What the task requires
Set down exactly the lines below between the line holding "pub fn to_markdown(&self)" and the line holding "raw.parse()", inclusive; no other line belongs in the answer.

(Collected data)
*** Begin section ***
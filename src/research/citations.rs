//! Global source numbering and the citation document.
//!
//! Every evidence record gets a [`SourceId`] from the [`CitationRegistry`].
//! Ids are handed out in consecutive blocks, one block per research batch,
//! and are never reused within a run. The [`CitationDocument`] keeps the
//! rendered citations in id order and can be filtered per section so the
//! section writer only sees (and may only cite) its own sources.
//!
//! The textual form of a citation is a marker block:
//!
//! ```text
//! SOURCE 3 QUERY: grid-scale storage costs
//! SECTION: Challenges
//! ANSWER:
//! ...
//! EVIDENCE:
//! ...
//! END SOURCE 3
//! ```
//!
//! [`Citation::render`] and [`CitationDocument::parse`] are the only places
//! that know this format.

use crate::research::evidence::EvidenceRecord;
use crate::types::{AppError, Result};
use regex::Regex;
use serde::{Deserialize, Serialize};
use std::collections::BTreeSet;
use std::fmt;
use std::sync::LazyLock;

static SOURCE_BLOCK: LazyLock<Regex> = LazyLock::new(|| {
    Regex::new(
        r"(?s)SOURCE (\d+) QUERY: (.*?)\nSECTION: (.*?)\nANSWER:\n(.*?)\nEVIDENCE:\n(.*?)\nEND SOURCE (\d+)",
    )
    .expect("source block pattern is valid")
});

#[derive(Debug, Clone, Copy, PartialEq, Eq, PartialOrd, Ord, Hash, Serialize, Deserialize)]
#[serde(transparent)]
pub struct SourceId(pub u64);

impl fmt::Display for SourceId {
    fn fmt(&self, f: &mut fmt::Formatter<'_>) -> fmt::Result {
        write!(f, "{}", self.0)
    }
}

/// Monotonic id counter, owned by the pipeline state
#[derive(Debug)]
pub struct CitationRegistry {
    next_id: u64,
}

impl Default for CitationRegistry {
    fn default() -> Self {
        Self { next_id: 1 }
    }
}

impl CitationRegistry {
    pub fn new() -> Self {
        Self::default()
    }

    /// The id the next allocation will start at
    pub fn peek(&self) -> SourceId {
        SourceId(self.next_id)
    }

    /// Reserve `n` consecutive ids
    pub fn allocate(&mut self, n: usize) -> Vec<SourceId> {
        let start = self.next_id;
        self.next_id += n as u64;
        (start..self.next_id).map(SourceId).collect()
    }

    /// Pair each record with its id, using the record's effective answer
    pub fn format(evidence: &[EvidenceRecord], ids: &[SourceId]) -> Vec<Citation> {
        evidence
            .iter()
            .zip(ids)
            .map(|(record, id)| Citation {
                id: *id,
                section: record.query.section.clone(),
                query: record.query.text.clone(),
                answer: record.effective_answer().to_string(),
                evidence: record.evidence(),
            })
            .collect()
    }

    /// Allocate and format in one step
    pub fn register(&mut self, evidence: &[EvidenceRecord]) -> Vec<Citation> {
        let ids = self.allocate(evidence.len());
        Self::format(evidence, &ids)
    }
}

#[derive(Debug, Clone, PartialEq, Eq)]
pub struct Citation {
    pub id: SourceId,
    pub section: String,
    pub query: String,
    pub answer: String,
    pub evidence: String,
}

impl Citation {
    pub fn render(&self) -> String {
        format!(
            "SOURCE {id} QUERY: {query}\nSECTION: {section}\nANSWER:\n{answer}\nEVIDENCE:\n{evidence}\nEND SOURCE {id}",
            id = self.id,
            query = self.query,
            section = self.section,
            answer = self.answer,
            evidence = self.evidence,
        )
    }
}

#[derive(Debug, Clone, Default, PartialEq, Eq)]
pub struct CitationDocument {
    entries: Vec<Citation>,
}

impl CitationDocument {
    pub fn new() -> Self {
        Self::default()
    }

    pub fn from_citations(entries: Vec<Citation>) -> Self {
        Self { entries }
    }

    pub fn entries(&self) -> &[Citation] {
        &self.entries
    }

    pub fn len(&self) -> usize {
        self.entries.len()
    }

    pub fn is_empty(&self) -> bool {
        self.entries.is_empty()
    }

    /// Append a new batch of citations; no content deduplication
    pub fn merge(&mut self, new: Vec<Citation>) {
        self.entries.extend(new);
    }

    /// Entries tagged with exactly `section`
    pub fn for_section(&self, section: &str) -> CitationDocument {
        CitationDocument {
            entries: self
                .entries
                .iter()
                .filter(|c| c.section == section)
                .cloned()
                .collect(),
        }
    }

    pub fn citable_ids(&self) -> BTreeSet<SourceId> {
        self.entries.iter().map(|c| c.id).collect()
    }

    pub fn render(&self) -> String {
        self.entries
            .iter()
            .map(Citation::render)
            .collect::<Vec<_>>()
            .join("\n\n")
    }

    /// Read marker blocks back; text between blocks is ignored
    pub fn parse(text: &str) -> Result<CitationDocument> {
        let mut entries = Vec::new();

        for caps in SOURCE_BLOCK.captures_iter(text) {
            let id = parse_id(&caps[1])?;
            let end_id = parse_id(&caps[6])?;
            if id != end_id {
                return Err(AppError::Parse(format!(
                    "SOURCE {} closed by END SOURCE {}",
                    id, end_id
                )));
            }

            entries.push(Citation {
                id,
                query: caps[2].to_string(),
                section: caps[3].to_string(),
                answer: caps[4].to_string(),
                evidence: caps[5].to_string(),
            });
        }

        Ok(CitationDocument { entries })
    }

    /// The "Sources" appendix of the final report
    pub fn to_markdown(&self) -> String {
        let mut out = String::from("## Sources\n");

        for citation in &self.entries {
            out.push_str(&format!(
                "\n### [{}] {}\n\n*Section: {}*\n\n**Answer**\n\n{}\n",
                citation.id, citation.query, citation.section, citation.answer
            ));
            if !citation.evidence.trim().is_empty() {
                out.push_str(&format!("\n**Evidence**\n\n```\n{}\n```\n", citation.evidence));
            }
        }

        out
    }
}

fn parse_id(raw: &str) -> Result<SourceId> {
    raw.parse()
        .map(SourceId)
        .map_err(|e| AppError::Parse(format!("bad source id '{}': {}", raw, e)))
}

#[cfg(test)]
mod tests {
    use super::*;
    use crate::research::evidence::{EvidenceRecord, Relevancy};
    use crate::research::query::Query;

    fn record(text: &str, section: &str, answer: &str) -> EvidenceRecord {
        EvidenceRecord {
            query: Query::new(text, section, "r"),
            primary_answer: answer.to_string(),
            primary_citation: format!("{}.pdf", text),
            relevancy: Relevancy::Yes,
            fallback: None,
        }
    }

    #[test]
    fn test_allocate_is_monotonic() {
        let mut registry = CitationRegistry::new();
        assert_eq!(registry.allocate(3), vec![SourceId(1), SourceId(2), SourceId(3)]);
        assert!(registry.allocate(0).is_empty());
        assert_eq!(registry.allocate(2), vec![SourceId(4), SourceId(5)]);
        assert_eq!(registry.peek(), SourceId(6));
    }

    #[test]
    fn test_duplicate_answers_get_new_ids() {
        let mut registry = CitationRegistry::new();
        let evidence = vec![record("a", "Intro", "same"), record("b", "Intro", "same")];
        let citations = registry.register(&evidence);
        assert_eq!(citations[0].id, SourceId(1));
        assert_eq!(citations[1].id, SourceId(2));
    }

    #[test]
    fn test_render_parse_preserves_fields() {
        let mut registry = CitationRegistry::new();
        let mut doc = CitationDocument::new();
        doc.merge(registry.register(&[
            record("solar output", "Current State", "Line one\nLine two"),
            record("storage", "Challenges", ""),
        ]));

        let parsed = CitationDocument::parse(&doc.render()).unwrap();
        assert_eq!(parsed, doc);
    }

    #[test]
    fn test_parse_rejects_mismatched_end() {
        let text = "SOURCE 1 QUERY: q\nSECTION: s\nANSWER:\na\nEVIDENCE:\ne\nEND SOURCE 2";
        assert!(matches!(
            CitationDocument::parse(text),
            Err(AppError::Parse(_))
        ));
    }

    #[test]
    fn test_for_section_and_citable_ids() {
        let mut registry = CitationRegistry::new();
        let mut doc = CitationDocument::new();
        doc.merge(registry.register(&[
            record("a", "Intro", "x"),
            record("b", "Outlook", "y"),
            record("c", "Intro", "z"),
        ]));

        let intro = doc.for_section("Intro");
        assert_eq!(intro.len(), 2);
        assert_eq!(
            intro.citable_ids().into_iter().collect::<Vec<_>>(),
            vec![SourceId(1), SourceId(3)]
        );
        assert!(doc.for_section("intro").is_empty());
    }

    #[test]
    fn test_to_markdown_lists_every_source() {
        let mut registry = CitationRegistry::new();
        let doc = CitationDocument::from_citations(registry.register(&[
            record("a", "Intro", "x"),
            record("b", "Outlook", "y"),
        ]));

        let markdown = doc.to_markdown();
        assert!(markdown.starts_with("## Sources"));
        assert!(markdown.contains("### [1] a"));
        assert!(markdown.contains("### [2] b"));
        assert!(markdown.contains("b.pdf"));
    }
}
use crate::AppState;
use crate::api::handlers::{artifact, collections, research};
use crate::types::{
    ArtifactQaRequest, ArtifactQaResponse, CollectionInfo, GenerateQueriesRequest,
    GenerateQueriesResponse, ReportRequest, ReportResponse, RewriteMode, SourceSummary,
};
use crate::research::query::{Query, QueryOrigin};
use axum::{
    Json, Router,
    routing::{get, post},
};
use tower_http::{
    cors::{Any, CorsLayer},
    trace::TraceLayer,
};
use utoipa::OpenApi;

#[derive(OpenApi)]
#[openapi(
    info(title = "Dossier", description = "Iterative research-synthesis API"),
    paths(
        research::generate_queries,
        research::generate_report,
        research::stream_report,
        artifact::artifact_qa,
        collections::list_collections,
        collections::health,
    ),
    components(schemas(
        GenerateQueriesRequest,
        GenerateQueriesResponse,
        ReportRequest,
        ReportResponse,
        SourceSummary,
        ArtifactQaRequest,
        ArtifactQaResponse,
        RewriteMode,
        CollectionInfo,
        Query,
        QueryOrigin,
    )),
    tags(
        (name = "research", description = "Report generation"),
        (name = "artifact", description = "Questions about finished reports"),
        (name = "collections", description = "Configured collections"),
    )
)]
pub struct ApiDoc;

/// Routes mounted under `/api`
pub fn create_router() -> Router<AppState> {
    Router::new()
        .route("/research/queries", post(research::generate_queries))
        .route("/research/report", post(research::generate_report))
        .route("/research/report/stream", post(research::stream_report))
        .route("/artifact/qa", post(artifact::artifact_qa))
        .route("/collections", get(collections::list_collections))
        .route("/openapi.json", get(openapi_json))
}

/// The complete application with middleware and state applied
pub fn app(state: AppState) -> Router {
    let cors = CorsLayer::new()
        .allow_origin(Any)
        .allow_methods(Any)
        .allow_headers(Any);

    Router::new()
        .route("/health", get(collections::health))
        .nest("/api", create_router())
        .layer(TraceLayer::new_for_http())
        .layer(cors)
        .with_state(state)
}

async fn openapi_json() -> Json<utoipa::openapi::OpenApi> {
    Json(ApiDoc::openapi())
}
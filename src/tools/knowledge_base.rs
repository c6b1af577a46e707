//! Knowledge-base search against a RAG server.
//!
//! The server answers `POST <base>/generate` with a server-sent event body:
//! one `data: {json}` line per chunk, each carrying a slice of the answer in
//! `choices[0].message.content` (or `choices[0].delta.content`) and,
//! usually on the last chunk, the retrieved documents under
//! `citations.results`.

use crate::types::{AppError, Result};
use crate::utils::toml_config::KnowledgeBaseConfig;
use async_trait::async_trait;
use reqwest::Url;
use serde_json::{Value, json};

/// Answer text plus the raw citation the provider returned for it
#[derive(Debug, Clone, PartialEq, Eq)]
pub struct KnowledgeBaseAnswer {
    pub answer: String,
    pub citation: String,
}

#[async_trait]
pub trait KnowledgeBase: Send + Sync {
    async fn search(&self, query: &str, collection: &str) -> Result<KnowledgeBaseAnswer>;
}

pub struct RagClient {
    http: reqwest::Client,
    endpoint: Url,
    api_key: Option<String>,
}

impl RagClient {
    pub fn new(base_url: &str, api_key: Option<String>) -> Result<Self> {
        let endpoint = Url::parse(base_url)
            .and_then(|base| base.join("generate"))
            .map_err(|e| {
                AppError::Configuration(format!("invalid knowledge base URL '{}': {}", base_url, e))
            })?;

        Ok(Self {
            http: reqwest::Client::new(),
            endpoint,
            api_key,
        })
    }

    pub fn from_config(config: &KnowledgeBaseConfig) -> Result<Self> {
        let api_key = config
            .api_key_env
            .as_deref()
            .and_then(|name| std::env::var(name).ok());
        Self::new(&config.base_url, api_key)
    }

    pub fn endpoint(&self) -> &Url {
        &self.endpoint
    }
}

#[async_trait]
impl KnowledgeBase for RagClient {
    async fn search(&self, query: &str, collection: &str) -> Result<KnowledgeBaseAnswer> {
        let body = json!({
            "messages": [{"role": "user", "content": query}],
            "use_knowledge_base": true,
            "enable_citations": true,
            "collection_name": collection,
        });

        let mut request = self
            .http
            .post(self.endpoint.clone())
            .header(reqwest::header::ACCEPT, "application/json")
            .json(&body);
        if let Some(key) = &self.api_key {
            request = request.bearer_auth(key);
        }

        tracing::debug!(endpoint = %self.endpoint, collection, "Knowledge base search");

        let response = request
            .send()
            .await
            .and_then(|r| r.error_for_status())
            .map_err(|e| AppError::KnowledgeBase(format!("request to {} failed: {}", self.endpoint, e)))?;

        let text = response
            .text()
            .await
            .map_err(|e| AppError::KnowledgeBase(format!("reading response failed: {}", e)))?;

        parse_event_stream(&text)
    }
}

/// Fold the `data:` lines of an event-stream body into one answer
pub fn parse_event_stream(body: &str) -> Result<KnowledgeBaseAnswer> {
    let mut answer = String::new();
    let mut documents: Vec<String> = Vec::new();

    for line in body.lines() {
        let Some(data) = line.strip_prefix("data: ") else {
            continue;
        };
        if data.trim() == "[DONE]" {
            break;
        }

        let chunk: Value = serde_json::from_str(data)
            .map_err(|e| AppError::KnowledgeBase(format!("malformed event: {}", e)))?;

        let choice = &chunk["choices"][0];
        let content = choice["message"]["content"]
            .as_str()
            .or_else(|| choice["delta"]["content"].as_str());
        if let Some(content) = content {
            answer.push_str(content);
        }

        if let Some(results) = chunk["citations"]["results"].as_array() {
            documents.extend(
                results
                    .iter()
                    .filter(|r| r["document_type"] == "text")
                    .filter_map(|r| r["document_name"].as_str())
                    .map(str::to_string),
            );
        }
    }

    Ok(KnowledgeBaseAnswer {
        answer,
        citation: documents.join(", "),
    })
}

#[cfg(test)]
mod tests {
    use super::*;

    #[test]
    fn test_endpoint_join_keeps_versioned_base() {
        let client = RagClient::new("http://rag:8081/v1/", None).unwrap();
        assert_eq!(client.endpoint().as_str(), "http://rag:8081/v1/generate");

        let client = RagClient::new("http://rag:8081/v1", None).unwrap();
        assert_eq!(client.endpoint().as_str(), "http://rag:8081/generate");
    }

    #[test]
    fn test_invalid_base_url() {
        assert!(matches!(
            RagClient::new("not a url", None),
            Err(AppError::Configuration(_))
        ));
    }

    #[test]
    fn test_parse_event_stream() {
        let body = concat!(
            "data: {\"choices\":[{\"message\":{\"content\":\"Solar \"}}]}\n",
            "\n",
            "data: {\"choices\":[{\"delta\":{\"content\":\"is growing.\"}}],",
            "\"citations\":{\"results\":[",
            "{\"document_name\":\"iea_2024.pdf\",\"document_type\":\"text\"},",
            "{\"document_name\":\"chart.png\",\"document_type\":\"image\"},",
            "{\"document_name\":\"nrel.pdf\",\"document_type\":\"text\"}]}}\n",
            "data: [DONE]\n"
        );

        let parsed = parse_event_stream(body).unwrap();
        assert_eq!(parsed.answer, "Solar is growing.");
        assert_eq!(parsed.citation, "iea_2024.pdf, nrel.pdf");
    }

    #[test]
    fn test_parse_event_stream_rejects_garbage() {
        assert!(parse_event_stream("data: {not json").is_err());
    }
}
*** End section ***
Completed exercise
    pub fn to_markdown(&self) -> String {
        let mut out = String::from("## Sources\n");

        for citation in &self.entries {
            out.push_str(&format!(
                "\n### [{}] {}\n\n*Section: {}*\n\n**Answer**\n\n{}\n",
                citation.id, citation.query, citation.section, citation.answer
            ));
            if !citation.evidence.trim().is_empty() {
                out.push_str(&format!("\n**Evidence**\n\n```\n{}\n```\n", citation.evidence));
            }
        }

        out
    }
}

fn parse_id(raw: &str) -> Result<SourceId> {
    raw.parse()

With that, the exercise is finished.